• _TASK STATEMENT_: Search the data for the string "FontFamily" and extract every line where it appears.

Stored items:
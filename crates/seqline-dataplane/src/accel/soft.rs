//! Software regex device
//!
//! Stands in for a hardware matcher. Each queue pair has a bounded number
//! of descriptors and its own engine thread; completions are shuffled
//! within a small window so callers see the same out-of-order behaviour a
//! hardware matcher produces.

use super::device::{
    DeviceInfo, RegexDevice, RegexMatch, RegexOp, RegexResponse, RspFlags,
};
use super::rules::RuleDatabase;
use crate::error::{PipelineError, Result};
use crossbeam::queue::ArrayQueue;
use parking_lot::Mutex;
use rand::seq::SliceRandom;
use regex::bytes::{Regex, RegexSet};
use std::collections::VecDeque;
use std::sync::atomic::{AtomicBool, AtomicUsize, Ordering};
use std::sync::Arc;
use std::thread::{self, JoinHandle};
use std::time::{Duration, Instant};

/// Queue pairs the software device exposes
pub const SOFT_MAX_QUEUE_PAIRS: usize = 64;

/// Matches reported per op at most
pub const SOFT_MAX_MATCHES: usize = 255;

/// Largest payload scanned
pub const SOFT_MAX_PAYLOAD: usize = 16 * 1024;

/// Software device parameters
#[derive(Debug, Clone)]
pub struct SoftDeviceConfig {
    /// Queue pairs to open
    pub nb_queues: usize,
    /// Descriptors per queue
    pub nb_desc: usize,
    /// 0 selects `SOFT_MAX_MATCHES`
    pub max_matches: usize,
    /// Per-op scan time budget
    pub max_scan_time: Option<Duration>,
    /// Completions are shuffled in groups of this size (1 = in order)
    pub completion_window: usize,
}

/// Rules compiled for scanning
struct Matcher {
    set: RegexSet,
    regexes: Vec<Regex>,
    ids: Vec<u32>,
    groups: Vec<u16>,
}

impl Matcher {
    fn new(db: &RuleDatabase) -> Result<Self> {
        let patterns: Vec<&str> = db.rules.iter().map(|r| r.pattern.as_str()).collect();
        let set = RegexSet::new(&patterns).map_err(|e| PipelineError::Rules(e.to_string()))?;
        let regexes = patterns
            .iter()
            .map(|p| Regex::new(p).map_err(|e| PipelineError::Rules(e.to_string())))
            .collect::<Result<Vec<_>>>()?;

        Ok(Self {
            set,
            regexes,
            ids: db.rules.iter().map(|r| r.id).collect(),
            groups: db.rules.iter().map(|r| r.group).collect(),
        })
    }

    fn scan(&self, op: RegexOp, max_matches: usize, max_scan_time: Option<Duration>) -> RegexResponse {
        let started = Instant::now();
        let mut flags = RspFlags::empty();
        let mut matches = Vec::new();
        let data = op.packet.data();

        if data.len() > SOFT_MAX_PAYLOAD {
            flags.insert(RspFlags::RESOURCE_LIMIT);
        } else {
            'rules: for idx in self.set.matches(data).iter() {
                if !op.selects(self.groups[idx]) {
                    continue;
                }
                for m in self.regexes[idx].find_iter(data) {
                    if matches.len() == max_matches {
                        flags.insert(RspFlags::MAX_MATCH);
                        break 'rules;
                    }
                    matches.push(RegexMatch {
                        rule_id: self.ids[idx],
                        start: m.start() as u32,
                        len: m.len() as u32,
                    });
                }
            }

            if max_scan_time.map_or(false, |limit| started.elapsed() > limit) {
                flags.insert(RspFlags::MAX_SCAN_TIMEOUT);
            }
        }

        RegexResponse { op, flags, matches }
    }
}

/// One submission/completion queue pair
struct QueuePair {
    submit: ArrayQueue<RegexOp>,
    complete: ArrayQueue<RegexResponse>,
    in_flight: AtomicUsize,
    nb_desc: usize,
}

/// Software regex device
pub struct SoftRegexDevice {
    queues: Vec<Arc<QueuePair>>,
    engines: Mutex<Vec<JoinHandle<()>>>,
    running: Arc<AtomicBool>,
}

impl SoftRegexDevice {
    /// Static capabilities
    pub fn capabilities() -> DeviceInfo {
        DeviceInfo {
            name: "soft-regex",
            max_queue_pairs: SOFT_MAX_QUEUE_PAIRS,
            max_matches: SOFT_MAX_MATCHES,
            max_payload: SOFT_MAX_PAYLOAD,
        }
    }

    /// Compile `rules` and start one engine per queue
    pub fn open(config: &SoftDeviceConfig, rules: &RuleDatabase) -> Result<Self> {
        if config.nb_queues == 0 || config.nb_queues > SOFT_MAX_QUEUE_PAIRS {
            return Err(PipelineError::DeviceCapability(format!(
                "{} queues requested, soft-regex supports 1 to {}",
                config.nb_queues, SOFT_MAX_QUEUE_PAIRS
            )));
        }
        if config.nb_desc == 0 {
            return Err(PipelineError::Accelerator("zero descriptors per queue".into()));
        }

        let matcher = Arc::new(Matcher::new(rules)?);
        let running = Arc::new(AtomicBool::new(true));
        let max_matches = match config.max_matches {
            0 => SOFT_MAX_MATCHES,
            n => n.min(SOFT_MAX_MATCHES),
        };
        let window = config.completion_window.max(1);

        let mut queues = Vec::with_capacity(config.nb_queues);
        let mut engines = Vec::with_capacity(config.nb_queues);

        for qid in 0..config.nb_queues {
            let qp = Arc::new(QueuePair {
                submit: ArrayQueue::new(config.nb_desc),
                complete: ArrayQueue::new(config.nb_desc),
                in_flight: AtomicUsize::new(0),
                nb_desc: config.nb_desc,
            });

            let engine = Engine {
                qp: qp.clone(),
                matcher: matcher.clone(),
                running: running.clone(),
                max_matches,
                max_scan_time: config.max_scan_time,
                window,
            };

            let spawned = thread::Builder::new()
                .name(format!("soft-regex-{}", qid))
                .spawn(move || engine.run());

            match spawned {
                Ok(handle) => engines.push(handle),
                Err(e) => {
                    running.store(false, Ordering::Release);
                    join_engines(engines);
                    return Err(PipelineError::Accelerator(format!(
                        "failed to start engine {}: {}",
                        qid, e
                    )));
                }
            }
            queues.push(qp);
        }

        tracing::info!(
            queues = config.nb_queues,
            nb_desc = config.nb_desc,
            rules = rules.len(),
            "soft-regex device started"
        );

        Ok(Self {
            queues,
            engines: Mutex::new(engines),
            running,
        })
    }
}

impl RegexDevice for SoftRegexDevice {
    fn info(&self) -> DeviceInfo {
        Self::capabilities()
    }

    fn enqueue_burst(&self, qid: usize, ops: &mut VecDeque<RegexOp>) -> usize {
        let Some(qp) = self.queues.get(qid) else {
            return 0;
        };

        let free = qp.nb_desc.saturating_sub(qp.in_flight.load(Ordering::Acquire));
        let mut accepted = 0;
        while accepted < free {
            let Some(op) = ops.pop_front() else {
                break;
            };
            if let Err(op) = qp.submit.push(op) {
                ops.push_front(op);
                break;
            }
            accepted += 1;
        }
        qp.in_flight.fetch_add(accepted, Ordering::AcqRel);
        accepted
    }

    fn dequeue_burst(&self, qid: usize, out: &mut Vec<RegexResponse>, max: usize) -> usize {
        let Some(qp) = self.queues.get(qid) else {
            return 0;
        };

        let mut n = 0;
        while n < max {
            match qp.complete.pop() {
                Some(rsp) => {
                    out.push(rsp);
                    n += 1;
                }
                None => break,
            }
        }
        qp.in_flight.fetch_sub(n, Ordering::AcqRel);
        n
    }

    fn stop(&self) {
        self.running.store(false, Ordering::Release);
        let engines: Vec<_> = self.engines.lock().drain(..).collect();
        if engines.is_empty() {
            return;
        }
        join_engines(engines);
        tracing::info!("soft-regex device stopped");
    }
}

impl Drop for SoftRegexDevice {
    fn drop(&mut self) {
        self.stop();
    }
}

fn join_engines(engines: Vec<JoinHandle<()>>) {
    for handle in engines {
        let name = handle.thread().name().unwrap_or("soft-regex").to_string();
        if handle.join().is_err() {
            tracing::error!(engine = %name, "regex engine thread panicked");
        }
    }
}

/// Per-queue scanning loop
struct Engine {
    qp: Arc<QueuePair>,
    matcher: Arc<Matcher>,
    running: Arc<AtomicBool>,
    max_matches: usize,
    max_scan_time: Option<Duration>,
    window: usize,
}

impl Engine {
    fn run(self) {
        let mut rng = rand::thread_rng();
        let mut done: Vec<RegexResponse> = Vec::with_capacity(self.window);

        while self.running.load(Ordering::Acquire) {
            while done.len() < self.window {
                match self.qp.submit.pop() {
                    Some(op) => done.push(self.matcher.scan(op, self.max_matches, self.max_scan_time)),
                    None => break,
                }
            }

            if done.is_empty() {
                thread::park_timeout(Duration::from_micros(50));
                continue;
            }

            if self.window > 1 {
                done.shuffle(&mut rng);
            }

            for mut rsp in done.drain(..) {
                // Completion slots never run out: responses ≤ in-flight ≤ nb_desc
                while let Err(back) = self.qp.complete.push(rsp) {
                    if !self.running.load(Ordering::Acquire) {
                        return;
                    }
                    rsp = back;
                    std::hint::spin_loop();
                }
            }
        }
    }
}
use crate::view::PageView;
use std::collections::BTreeMap;

pub const SHEET_WIDTH_PX: f32 = 794.0;

#[derive(Debug, Clone, PartialEq)]
pub struct Container {
    pub width_px: f32,
    pub views: Vec<PageView>,
}

#[derive(Debug, Default)]
pub struct Stage {
    next_id: u64,
    mounted: BTreeMap<u64, Container>,
}

impl Stage {
    pub fn new() -> Self {
        Self::default()
    }

    pub fn mounted_count(&self) -> usize {
        self.mounted.len()
    }

    pub fn mount(&mut self, views: Vec<PageView>) -> Mounted<'_> {
        let id = self.next_id;
        self.next_id += 1;
        self.mounted.insert(
            id,
            Container {
                width_px: SHEET_WIDTH_PX,
                views,
            },
        );
        log::debug!("mounted offscreen container {id}");
        Mounted { stage: self, id }
    }
}

/// A mounted container. Dropping it unmounts, so error returns release it too.
pub struct Mounted<'a> {
    stage: &'a mut Stage,
    id: u64,
}

impl Mounted<'_> {
    pub fn container(&self) -> Option<&Container> {
        self.stage.mounted.get(&self.id)
    }

    pub fn views(&self) -> &[PageView] {
        self.container().map(|c| c.views.as_slice()).unwrap_or(&[])
    }
}

impl Drop for Mounted<'_> {
    fn drop(&mut self) {
        self.stage.mounted.remove(&self.id);
        log::debug!("released offscreen container {}", self.id);
    }
}

#[cfg(test)]
mod tests {
    use super::*;

    #[test]
    fn guard_releases_on_drop() {
        let mut stage = Stage::new();
        {
            let mounted = stage.mount(Vec::new());
            assert_eq!(mounted.container().unwrap().width_px, SHEET_WIDTH_PX);
        }
        assert_eq!(stage.mounted_count(), 0);
    }

    #[test]
    fn guard_releases_on_early_return() {
        fn fails(stage: &mut Stage) -> Result<(), String> {
            let _mounted = stage.mount(Vec::new());
            Err("boom".into())
        }
        let mut stage = Stage::new();
        assert!(fails(&mut stage).is_err());
        assert_eq!(stage.mounted_count(), 0);
    }
}
use crate::canvas::Canvas;
use crate::flowable::{BreakInside, Flowable};
use crate::types::{Pt, Rect};

pub enum AddResult {
    Placed,
    Split(Box<dyn Flowable>),
    Overflow(Box<dyn Flowable>),
}

pub struct Frame {
    rect: Rect,
    cursor_y: Pt,
}

impl Frame {
    pub fn new(rect: Rect) -> Self {
        Self {
            rect,
            cursor_y: Pt::ZERO,
        }
    }

    pub fn remaining_height(&self) -> Pt {
        (self.rect.height - self.cursor_y).max(Pt::ZERO)
    }

    pub fn rect(&self) -> Rect {
        self.rect
    }

    pub fn is_empty(&self) -> bool {
        self.cursor_y <= Pt::ZERO
    }

    fn place(&mut self, flowable: &dyn Flowable, canvas: &mut Canvas, height: Pt) {
        let top = self.rect.y + self.cursor_y;
        flowable.draw(
            canvas,
            self.rect.x,
            top,
            self.rect.width,
            self.remaining_height(),
        );
        self.cursor_y += height;
    }

    pub fn add(&mut self, flowable: Box<dyn Flowable>, canvas: &mut Canvas) -> AddResult {
        let avail_width = self.rect.width;
        let avail_height = self.remaining_height();
        let size = flowable.wrap(avail_width, avail_height);

        if size.height <= avail_height {
            self.place(flowable.as_ref(), canvas, size.height);
            return AddResult::Placed;
        }

        let avoid = flowable.pagination().break_inside == BreakInside::Avoid;
        if avoid && size.height <= self.rect.height && !self.is_empty() {
            return AddResult::Overflow(flowable);
        }

        if let Some((first, second)) = flowable.split(avail_width, avail_height) {
            let first_size = first.wrap(avail_width, avail_height);
            if first_size.height > Pt::ZERO && first_size.height <= avail_height {
                self.place(first.as_ref(), canvas, first_size.height);
                return AddResult::Split(second);
            }
        }

        // Taller than a whole frame and unsplittable: place it anyway and let it clip.
        if self.is_empty() {
            self.place(flowable.as_ref(), canvas, avail_height);
            self.cursor_y = self.rect.height;
            return AddResult::Placed;
        }

        AddResult::Overflow(flowable)
    }
}

#[cfg(test)]
mod tests {
    use super::*;
    use crate::flowable::Spacer;
    use crate::types::Size;

    fn frame() -> Frame {
        Frame::new(Rect {
            x: Pt::from_f32(10.0),
            y: Pt::from_f32(10.0),
            width: Pt::from_f32(100.0),
            height: Pt::from_f32(50.0),
        })
    }

    #[test]
    fn fills_until_the_frame_runs_out() {
        let mut canvas = Canvas::new(Size::a4());
        let mut frame = frame();
        assert!(matches!(
            frame.add(Box::new(Spacer::new(Pt::from_f32(30.0))), &mut canvas),
            AddResult::Placed
        ));
        assert_eq!(frame.remaining_height(), Pt::from_f32(20.0));
        assert!(matches!(
            frame.add(Box::new(Spacer::new(Pt::from_f32(30.0))), &mut canvas),
            AddResult::Placed
        ));
        assert_eq!(frame.remaining_height(), Pt::ZERO);
        assert!(canvas.is_current_empty());
    }
}
use crate::model::ContentType;
use crate::types::Color;

pub const BODY_FONT_SIZE: f32 = 12.0;
pub const BODY_LINE_HEIGHT: f32 = 1.6;
pub const COLUMN_MIN_WIDTH: f32 = 250.0;
pub const COLUMN_GAP: f32 = 20.0;
pub const BULLET_PREFIX: &str = "\u{2022} ";

pub const WEIGHT_NORMAL: u16 = 400;
pub const WEIGHT_MEDIUM: u16 = 500;
pub const WEIGHT_SEMIBOLD: u16 = 600;
pub const WEIGHT_BOLD: u16 = 700;

const BRAND_RED: Color = Color::hex(0xdc2626);
const INK: Color = Color::hex(0x000000);
const INK_DARK: Color = Color::hex(0x333333);
const INK_MUTED: Color = Color::hex(0x666666);
const INK_SOFT: Color = Color::hex(0x6b7280);
const SHADE: Color = Color::hex(0xf9f9f9);
const SHADE_TABLE: Color = Color::hex(0xf3f4f6);

#[derive(Debug, Clone, Copy, PartialEq, Eq, Hash)]
pub enum FontFamily {
    Sans,
    Monospace,
}

#[derive(Debug, Clone, Copy, PartialEq, Eq)]
pub enum TextAlign {
    Left,
    Center,
    Justify,
}

#[derive(Debug, Clone, Copy, PartialEq, Eq)]
pub enum BorderSides {
    All,
    Bottom,
}

#[derive(Debug, Clone, Copy, PartialEq)]
pub struct Border {
    pub width: f32,
    pub color: Color,
    pub sides: BorderSides,
}

#[derive(Debug, Clone, Copy, PartialEq, Default)]
pub struct EdgeSizes {
    pub top: f32,
    pub right: f32,
    pub bottom: f32,
    pub left: f32,
}

impl EdgeSizes {
    pub const fn zero() -> Self {
        Self {
            top: 0.0,
            right: 0.0,
            bottom: 0.0,
            left: 0.0,
        }
    }

    pub const fn all(v: f32) -> Self {
        Self {
            top: v,
            right: v,
            bottom: v,
            left: v,
        }
    }

    pub const fn symmetric(vertical: f32, horizontal: f32) -> Self {
        Self {
            top: vertical,
            right: horizontal,
            bottom: vertical,
            left: horizontal,
        }
    }

    fn is_zero(&self) -> bool {
        self.top == 0.0 && self.right == 0.0 && self.bottom == 0.0 && self.left == 0.0
    }
}

#[derive(Debug, Clone, Copy, PartialEq)]
pub struct BlockStyle {
    pub font_size: f32,
    pub font_weight: u16,
    pub italic: bool,
    pub family: FontFamily,
    pub color: Color,
    pub line_height: f32,
    pub align: TextAlign,
    pub margin: EdgeSizes,
    pub padding: EdgeSizes,
    pub background: Option<Color>,
    pub border: Option<Border>,
    pub radius: f32,
}

impl Default for BlockStyle {
    fn default() -> Self {
        Self {
            font_size: BODY_FONT_SIZE,
            font_weight: WEIGHT_NORMAL,
            italic: false,
            family: FontFamily::Sans,
            color: INK,
            line_height: BODY_LINE_HEIGHT,
            align: TextAlign::Left,
            margin: EdgeSizes {
                bottom: 12.0,
                ..EdgeSizes::zero()
            },
            padding: EdgeSizes::zero(),
            background: None,
            border: None,
            radius: 0.0,
        }
    }
}

impl BlockStyle {
    pub fn is_bold(&self) -> bool {
        self.font_weight >= WEIGHT_BOLD
    }

    pub fn line_box(&self) -> f32 {
        self.font_size * self.line_height
    }

    pub fn to_css(&self) -> String {
        let mut out = format!(
            "font-size:{}px;font-weight:{};line-height:{};color:{};",
            fmt_px(self.font_size),
            self.font_weight,
            fmt_px(self.line_height),
            self.color.to_css()
        );
        if self.italic {
            out.push_str("font-style:italic;");
        }
        if self.family == FontFamily::Monospace {
            out.push_str("font-family:monospace;");
        }
        match self.align {
            TextAlign::Left => {}
            TextAlign::Center => out.push_str("text-align:center;"),
            TextAlign::Justify => out.push_str("text-align:justify;"),
        }
        if !self.margin.is_zero() {
            out.push_str(&format!("margin:{};", edges_css(&self.margin)));
        }
        if !self.padding.is_zero() {
            out.push_str(&format!("padding:{};", edges_css(&self.padding)));
        }
        if let Some(background) = self.background {
            out.push_str(&format!("background-color:{};", background.to_css()));
        }
        if let Some(border) = self.border {
            let prop = match border.sides {
                BorderSides::All => "border",
                BorderSides::Bottom => "border-bottom",
            };
            out.push_str(&format!(
                "{prop}:{}px solid {};",
                fmt_px(border.width),
                border.color.to_css()
            ));
        }
        if self.radius > 0.0 {
            out.push_str(&format!("border-radius:{}px;", fmt_px(self.radius)));
        }
        out
    }
}

/// Maps an item's type and emphasis flags to its presentation.
///
/// Total over every input: unknown types take the `text` preset, `bold`
/// forces weight 700, `italic` forces an italic face.
pub fn resolve_style(kind: ContentType, bold: bool, italic: bool) -> BlockStyle {
    let base = BlockStyle::default();
    let mut style = match kind {
        ContentType::Header => BlockStyle {
            font_size: 16.0,
            font_weight: WEIGHT_BOLD,
            color: BRAND_RED,
            margin: EdgeSizes {
                top: 20.0,
                bottom: 16.0,
                ..EdgeSizes::zero()
            },
            padding: EdgeSizes {
                bottom: 8.0,
                ..EdgeSizes::zero()
            },
            border: Some(Border {
                width: 2.0,
                color: Color::hex(0xcccccc),
                sides: BorderSides::Bottom,
            }),
            ..base
        },
        ContentType::Subheader => BlockStyle {
            font_size: 14.0,
            font_weight: WEIGHT_SEMIBOLD,
            color: INK_DARK,
            margin: EdgeSizes {
                top: 18.0,
                bottom: 10.0,
                ..EdgeSizes::zero()
            },
            ..base
        },
        ContentType::Paragraph => BlockStyle {
            align: TextAlign::Justify,
            ..base
        },
        ContentType::Greeting => BlockStyle {
            font_weight: WEIGHT_MEDIUM,
            margin: EdgeSizes {
                bottom: 15.0,
                ..EdgeSizes::zero()
            },
            ..base
        },
        ContentType::Address => BlockStyle {
            font_weight: WEIGHT_MEDIUM,
            background: Some(SHADE),
            padding: EdgeSizes::all(12.0),
            radius: 4.0,
            margin: EdgeSizes {
                bottom: 15.0,
                ..EdgeSizes::zero()
            },
            ..base
        },
        ContentType::Bullet => BlockStyle {
            margin: EdgeSizes {
                bottom: 12.0,
                left: 25.0,
                ..EdgeSizes::zero()
            },
            ..base
        },
        ContentType::TableHeader => BlockStyle {
            font_weight: WEIGHT_BOLD,
            background: Some(SHADE_TABLE),
            padding: EdgeSizes::all(10.0),
            border: Some(Border {
                width: 1.0,
                color: Color::hex(0xd1d5db),
                sides: BorderSides::All,
            }),
            radius: 4.0,
            ..base
        },
        ContentType::TableRow => BlockStyle {
            padding: EdgeSizes::symmetric(8.0, 10.0),
            border: Some(Border {
                width: 1.0,
                color: Color::hex(0xe5e7eb),
                sides: BorderSides::Bottom,
            }),
            ..base
        },
        ContentType::Reference => BlockStyle {
            font_size: 10.0,
            family: FontFamily::Monospace,
            color: INK_MUTED,
            background: Some(SHADE),
            padding: EdgeSizes::all(8.0),
            radius: 3.0,
            margin: EdgeSizes {
                top: 15.0,
                bottom: 12.0,
                ..EdgeSizes::zero()
            },
            ..base
        },
        ContentType::Text | ContentType::Unknown => BlockStyle {
            margin: EdgeSizes {
                bottom: 8.0,
                ..EdgeSizes::zero()
            },
            ..base
        },
    };
    if bold {
        style.font_weight = WEIGHT_BOLD;
    }
    if italic {
        style.italic = true;
    }
    style
}

#[derive(Debug, Clone, Copy, PartialEq)]
pub struct BannerStyle {
    pub container: BlockStyle,
    pub organization: BlockStyle,
    pub tagline: BlockStyle,
    pub title: BlockStyle,
}

pub fn banner_style() -> BannerStyle {
    let centered = BlockStyle {
        align: TextAlign::Center,
        line_height: 1.4,
        margin: EdgeSizes::zero(),
        ..BlockStyle::default()
    };
    BannerStyle {
        container: BlockStyle {
            margin: EdgeSizes {
                bottom: 30.0,
                ..EdgeSizes::zero()
            },
            padding: EdgeSizes {
                bottom: 20.0,
                ..EdgeSizes::zero()
            },
            border: Some(Border {
                width: 3.0,
                color: BRAND_RED,
                sides: BorderSides::Bottom,
            }),
            ..centered
        },
        organization: BlockStyle {
            font_size: 24.0,
            font_weight: WEIGHT_BOLD,
            color: BRAND_RED,
            margin: EdgeSizes {
                bottom: 5.0,
                ..EdgeSizes::zero()
            },
            ..centered
        },
        tagline: BlockStyle {
            color: INK_MUTED,
            margin: EdgeSizes {
                bottom: 15.0,
                ..EdgeSizes::zero()
            },
            ..centered
        },
        title: BlockStyle {
            font_size: 16.0,
            font_weight: WEIGHT_SEMIBOLD,
            color: INK_DARK,
            ..centered
        },
    }
}

pub fn placeholder_style() -> BlockStyle {
    BlockStyle {
        color: INK_SOFT,
        align: TextAlign::Center,
        ..BlockStyle::default()
    }
}

fn edges_css(edges: &EdgeSizes) -> String {
    format!(
        "{}px {}px {}px {}px",
        fmt_px(edges.top),
        fmt_px(edges.right),
        fmt_px(edges.bottom),
        fmt_px(edges.left)
    )
}

fn fmt_px(value: f32) -> String {
    let rounded = (value * 100.0).round() / 100.0;
    if rounded.fract() == 0.0 {
        format!("{}", rounded as i64)
    } else {
        format!("{rounded}")
    }
}

#[cfg(test)]
mod tests {
    use super::*;

    #[test]
    fn resolution_is_total_and_bold_always_wins() {
        for kind in ContentType::ALL {
            for bold in [false, true] {
                for italic in [false, true] {
                    let style = resolve_style(kind, bold, italic);
                    assert!(style.font_size > 0.0);
                    if bold {
                        assert_eq!(style.font_weight, WEIGHT_BOLD, "{kind:?}");
                    }
                    assert_eq!(style.italic, italic, "{kind:?}");
                }
            }
        }
    }

    #[test]
    fn resolution_is_pure() {
        for kind in ContentType::ALL {
            assert_eq!(resolve_style(kind, true, false), resolve_style(kind, true, false));
        }
    }

    #[test]
    fn unknown_type_falls_back_to_text_preset() {
        assert_eq!(
            resolve_style(ContentType::Unknown, false, true),
            resolve_style(ContentType::Text, false, true)
        );
    }

    #[test]
    fn header_preset_matches_brand() {
        let style = resolve_style(ContentType::Header, false, false);
        assert_eq!(style.font_size, 16.0);
        assert!(style.is_bold());
        assert_eq!(style.color, Color::hex(0xdc2626));
        let border = style.border.unwrap();
        assert_eq!(border.sides, BorderSides::Bottom);
        assert_eq!(border.width, 2.0);
    }

    #[test]
    fn reference_is_small_monospace_and_shaded() {
        let style = resolve_style(ContentType::Reference, false, false);
        assert_eq!(style.family, FontFamily::Monospace);
        assert_eq!(style.font_size, 10.0);
        assert!(style.background.is_some());
    }

    #[test]
    fn css_serialization_is_stable() {
        let css = resolve_style(ContentType::TableRow, true, true).to_css();
        assert_eq!(
            css,
            "font-size:12px;font-weight:700;line-height:1.6;color:#000000;font-style:italic;\
             margin:0px 0px 12px 0px;padding:8px 10px 8px 10px;border-bottom:1px solid #e5e7eb;"
        );
    }
}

• _EXERCISE SOLUTION_:
pub enum FontFamily {
    pub family: FontFamily,
            family: FontFamily::Sans,
        if self.family == FontFamily::Monospace {
            family: FontFamily::Monospace,
        assert_eq!(style.family, FontFamily::Monospace);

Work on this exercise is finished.